Section 6. Indemnification.
(a) Indemnification by the Company. The Company agrees to indemnify and hold harmless each
Holder of Registrable Securities or transferee of such Holder covered by the Registration
Statement, the directors, officers, employees, Affiliates and agents of each such Holder or
transferee of such Holder and each person who controls any such Holder, transferee of such Holder
within the meaning of either the 1933 Act or the 1934 Act against any and all losses, claims,
damages or liabilities, joint or several, to which they or any of them may become subject under the
1933 Act, the 1934 Act or other federal or state statutory law or regulation, at common law or
otherwise, insofar as such losses, claims, damages or liabilities (or actions in respect thereof)
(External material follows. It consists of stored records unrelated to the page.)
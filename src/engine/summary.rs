use std::collections::{BTreeMap, HashMap, HashSet};

use chrono::NaiveDate;

use crate::models::config::QuadrantMode;
use crate::models::observation::{Metric, Observation, Quadrant};
use crate::models::query::{SortField, SortState};
use crate::models::result::{DailyPoint, HistogramBin, QuadrantSummary, SummaryStats};

use super::aggregator::summarize_group;
use super::metrics::MetricView;
use super::quadrant::{classify_observation, Thresholds};
use super::sorter::sort_observations;

/// Observations at or above this notional count as block trades.
pub const BLOCK_NOTIONAL: f64 = 1_000_000.0;

pub fn summary_stats(
    observations: &[Observation],
    trading_days: usize,
    view: &MetricView,
) -> SummaryStats {
    let reference = summarize_group("all", observations, Metric::ReferenceGap, view);
    let timing = summarize_group("all", observations, Metric::TimingDifferential, view);

    let blocks: Vec<&Observation> = observations
        .iter()
        .filter(|o| o.notional >= BLOCK_NOTIONAL)
        .collect();
    let block_notional: f64 = blocks.iter().map(|o| o.notional).sum();

    let unique_symbols = observations
        .iter()
        .map(|o| o.symbol.as_str())
        .collect::<HashSet<_>>()
        .len();

    SummaryStats {
        observations: reference.observations,
        unique_symbols,
        total_notional: reference.total_notional,
        total_volume: reference.total_volume,
        total_executions: reference.total_executions,
        daily_average_notional: if trading_days > 0 {
            reference.total_notional / trading_days as f64
        } else {
            0.0
        },
        mean_reference_gap: reference.simple_average,
        mean_timing_differential: timing.simple_average,
        consistency_rate: reference.consistency_rate,
        block_notional_share: if reference.total_notional > 0.0 {
            block_notional / reference.total_notional * 100.0
        } else {
            0.0
        },
        block_count: blocks.len(),
        average_block_size: if blocks.is_empty() {
            0.0
        } else {
            block_notional / blocks.len() as f64
        },
    }
}

/// Trailing mean over `window` points, unavailable until the window is full.
pub fn moving_average(values: &[f64], window: usize) -> Vec<Option<f64>> {
    if window == 0 {
        return vec![None; values.len()];
    }
    values
        .iter()
        .enumerate()
        .map(|(i, _)| {
            if i + 1 < window {
                None
            } else {
                let slice = &values[i + 1 - window..=i];
                Some(slice.iter().sum::<f64>() / window as f64)
            }
        })
        .collect()
}

/// One point per calendar date, zero-filled where no observation matched.
pub fn daily_series(
    observations: &[Observation],
    calendar: &[NaiveDate],
    view: &MetricView,
    window: usize,
) -> Vec<DailyPoint> {
    let mut by_date: HashMap<NaiveDate, Vec<Observation>> = HashMap::new();
    for obs in observations {
        by_date.entry(obs.trade_date).or_default().push(obs.clone());
    }

    let mut points: Vec<DailyPoint> = calendar
        .iter()
        .map(|date| {
            let rows = by_date.get(date).map(Vec::as_slice).unwrap_or(&[]);
            let rec = summarize_group("", rows, Metric::TimingDifferential, view);
            DailyPoint {
                date: *date,
                observations: rec.observations,
                total_notional: rec.total_notional,
                total_volume: rec.total_volume,
                mean_timing_differential: rec.simple_average,
                consistency_rate: rec.consistency_rate,
                notional_moving_average: None,
                timing_moving_average: None,
            }
        })
        .collect();

    let notional: Vec<f64> = points.iter().map(|p| p.total_notional).collect();
    let timing: Vec<f64> = points.iter().map(|p| p.mean_timing_differential).collect();
    let notional_ma = moving_average(&notional, window);
    let timing_ma = moving_average(&timing, window);
    for (i, point) in points.iter_mut().enumerate() {
        point.notional_moving_average = notional_ma[i];
        point.timing_moving_average = timing_ma[i];
    }
    points
}

/// Timing differential distribution; bins keyed by lower edge, ascending.
pub fn histogram(observations: &[Observation], view: &MetricView, bin_width: f64) -> Vec<HistogramBin> {
    if bin_width.is_nan() || bin_width <= 0.0 {
        return Vec::new();
    }
    let mut bins: BTreeMap<i64, usize> = BTreeMap::new();
    for value in observations.iter().filter_map(|o| view.timing_differential(o)) {
        *bins.entry((value / bin_width).floor() as i64).or_insert(0) += 1;
    }
    bins.into_iter()
        .map(|(k, count)| HistogramBin {
            lower: k as f64 * bin_width,
            count,
        })
        .collect()
}

/// Per-quadrant breakdown. The neutral row is only produced in threshold mode.
pub fn quadrant_summary(
    observations: &[Observation],
    view: &MetricView,
    mode: QuadrantMode,
    thresholds: Thresholds,
) -> Vec<QuadrantSummary> {
    let mut groups: HashMap<Quadrant, Vec<Observation>> = HashMap::new();
    for obs in observations {
        if let Some(q) = classify_observation(obs, view, mode, thresholds) {
            groups.entry(q).or_default().push(obs.clone());
        }
    }

    Quadrant::ALL
        .into_iter()
        .filter(|q| *q != Quadrant::Neutral || mode == QuadrantMode::Threshold)
        .map(|q| {
            let rows = groups.get(&q).map(Vec::as_slice).unwrap_or(&[]);
            let gap = summarize_group(q.name(), rows, Metric::ReferenceGap, view);
            let timing = summarize_group(q.name(), rows, Metric::TimingDifferential, view);
            QuadrantSummary {
                quadrant: q,
                name: q.name().to_string(),
                observations: gap.observations,
                total_notional: gap.total_notional,
                mean_reference_gap: gap.simple_average,
                mean_timing_differential: timing.simple_average,
                consistency_rate: gap.consistency_rate,
            }
        })
        .collect()
}

/// Largest |timing differential| first; rows without the metric are skipped.
pub fn top_movers(observations: &[Observation], limit: usize) -> Vec<Observation> {
    let mut movers: Vec<Observation> = observations
        .iter()
        .filter(|o| o.metrics.timing_differential.is_some())
        .cloned()
        .collect();
    sort_observations(&mut movers, SortState::new(SortField::AbsTimingDifferential));
    movers.truncate(limit);
    movers
}

#[cfg(test)]
mod tests {
    use super::*;
    use crate::engine::test_support::{date, observation, with_metrics};

    fn assert_approx(actual: f64, expected: f64, epsilon: f64, msg: &str) {
        assert!(
            (actual - expected).abs() < epsilon,
            "{}: expected {}, got {}",
            msg,
            expected,
            actual
        );
    }

    #[test]
    fn test_summary_stats() {
        let obs = vec![
            with_metrics("A", 2_000_000.0, 10.0, -4.0),
            with_metrics("A", 500_000.0, 20.0, 6.0),
            with_metrics("B", 1_500_000.0, 30.0, 1.0),
        ];
        let s = summary_stats(&obs, 2, &MetricView::raw());
        assert_eq!(s.observations, 3);
        assert_eq!(s.unique_symbols, 2);
        assert_approx(s.total_notional, 4_000_000.0, 1e-6, "total");
        assert_approx(s.daily_average_notional, 2_000_000.0, 1e-6, "daily avg");
        assert_approx(s.mean_reference_gap, 20.0, 1e-9, "mean gap");
        assert_approx(s.mean_timing_differential, 1.0, 1e-9, "mean timing");
        assert_eq!(s.block_count, 2);
        assert_approx(s.block_notional_share, 87.5, 1e-9, "block share");
        assert_approx(s.average_block_size, 1_750_000.0, 1e-6, "block size");
    }

    #[test]
    fn test_summary_of_empty_set() {
        let s = summary_stats(&[], 0, &MetricView::raw());
        assert_eq!(s.observations, 0);
        assert_eq!(s.daily_average_notional, 0.0);
        assert_eq!(s.block_notional_share, 0.0);
        assert_eq!(s.consistency_rate, 0.0);
    }

    #[test]
    fn test_moving_average() {
        let ma = moving_average(&[1.0, 2.0, 3.0, 4.0, 5.0, 6.0], 5);
        assert_eq!(&ma[..4], &[None, None, None, None]);
        assert_approx(ma[4].unwrap(), 3.0, 1e-12, "first full window");
        assert_approx(ma[5].unwrap(), 4.0, 1e-12, "second full window");
        assert!(moving_average(&[1.0, 2.0], 5).iter().all(Option::is_none));
    }

    #[test]
    fn test_daily_series_zero_fills() {
        let calendar = vec![date("2025-12-01"), date("2025-12-02"), date("2025-12-03")];
        let obs = vec![
            observation("A", "2025-12-01", 1e6, Some(100.0), Some(100.5), Some(101.0)),
            observation("B", "2025-12-03", 3e6, Some(100.0), Some(100.5), Some(100.0)),
        ];
        let series = daily_series(&obs, &calendar, &MetricView::raw(), 2);
        assert_eq!(series.len(), 3);
        assert_eq!(series[1].observations, 0);
        assert_eq!(series[1].total_notional, 0.0);
        assert_eq!(series[1].consistency_rate, 0.0);
        assert_eq!(series[0].notional_moving_average, None);
        assert_approx(series[1].notional_moving_average.unwrap(), 500_000.0, 1e-6, "ma day 2");
        assert_approx(series[2].notional_moving_average.unwrap(), 1_500_000.0, 1e-6, "ma day 3");
        assert_approx(series[0].consistency_rate, 100.0, 1e-9, "day 1 consistent");
    }

    #[test]
    fn test_histogram_bins() {
        let obs = vec![
            with_metrics("A", 1.0, 0.0, -12.0),
            with_metrics("B", 1.0, 0.0, -0.5),
            with_metrics("C", 1.0, 0.0, 0.0),
            with_metrics("D", 1.0, 0.0, 9.99),
            with_metrics("E", 1.0, 0.0, 10.0),
        ];
        let bins = histogram(&obs, &MetricView::raw(), 10.0);
        let pairs: Vec<(f64, usize)> = bins.iter().map(|b| (b.lower, b.count)).collect();
        assert_eq!(pairs, vec![(-20.0, 1), (-10.0, 1), (0.0, 2), (10.0, 1)]);
    }

    #[test]
    fn test_quadrant_summary() {
        let obs = vec![
            with_metrics("A", 1e6, 20.0, 8.0),
            with_metrics("B", 2e6, 15.0, 6.0),
            with_metrics("C", 1e6, -20.0, -8.0),
            with_metrics("D", 1e6, 2.0, 1.0),
        ];
        let t = Thresholds::default();
        let zero = quadrant_summary(&obs, &MetricView::raw(), QuadrantMode::Zero, t);
        assert_eq!(zero.len(), 4);
        assert_eq!(zero[0].observations, 3);
        assert_eq!(zero[2].observations, 1);
        assert_eq!(zero.iter().map(|q| q.observations).sum::<usize>(), 4);

        let banded = quadrant_summary(&obs, &MetricView::raw(), QuadrantMode::Threshold, t);
        assert_eq!(banded.len(), 5);
        assert_eq!(banded[0].observations, 2);
        assert_approx(banded[0].mean_reference_gap, 17.5, 1e-9, "Q1 gap");
        assert_eq!(banded[4].quadrant, Quadrant::Neutral);
        assert_eq!(banded[4].observations, 1);
        assert_eq!(banded[1].observations, 0);
        assert_eq!(banded[1].mean_timing_differential, 0.0);
    }

    #[test]
    fn test_top_movers() {
        let mut none = with_metrics("N", 1e6, 0.0, 0.0);
        none.metrics.timing_differential = None;
        let obs = vec![
            with_metrics("A", 1e6, 0.0, 3.0),
            with_metrics("B", 1e6, 0.0, -40.0),
            none,
            with_metrics("C", 1e6, 0.0, 12.0),
        ];
        let top: Vec<String> = top_movers(&obs, 2).into_iter().map(|o| o.symbol).collect();
        assert_eq!(top, vec!["B", "C"]);
        assert_eq!(top_movers(&obs, 10).len(), 3);
    }
}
arise out of or are based upon any untrue statement or alleged untrue statement of a material fact
contained in the Registration Statement or in any amendment thereof, in each case at the time such
became effective under the 1933 Act, or in any preliminary Prospectus or the Prospectus, or in any
amendment thereof or supplement thereto, or arise out of or are based upon the omission or alleged
omission to state therein a material fact required to be stated therein or necessary to make the
statements therein (in the case of any preliminary Prospectus or the Prospectus, in the light of
the circumstances under which they were made) not misleading, and agrees to reimburse each such
indemnified party, as incurred, for any legal or other expenses reasonably incurred by it in
connection with investigating or defending any such loss, claim, damage, liability or action;
provided, however, that the Company will not be liable in any such case to the extent that any such
loss, claim, damage or liability arises out of or is based upon any such untrue statement or
alleged untrue statement or omission or alleged omission made therein in reliance upon and in
conformity with written information furnished to the Company by or on behalf of the party claiming
indemnification specifically for inclusion therein (in the case of any Holder of Registrable
Securities, such written information shall be limited to the information relating to such Holder
and the number of securities of such Holder provided by such Holder for use in the Registration
Statement and Prospectus). This indemnity agreement shall be in addition to any liability that the
Company may otherwise have.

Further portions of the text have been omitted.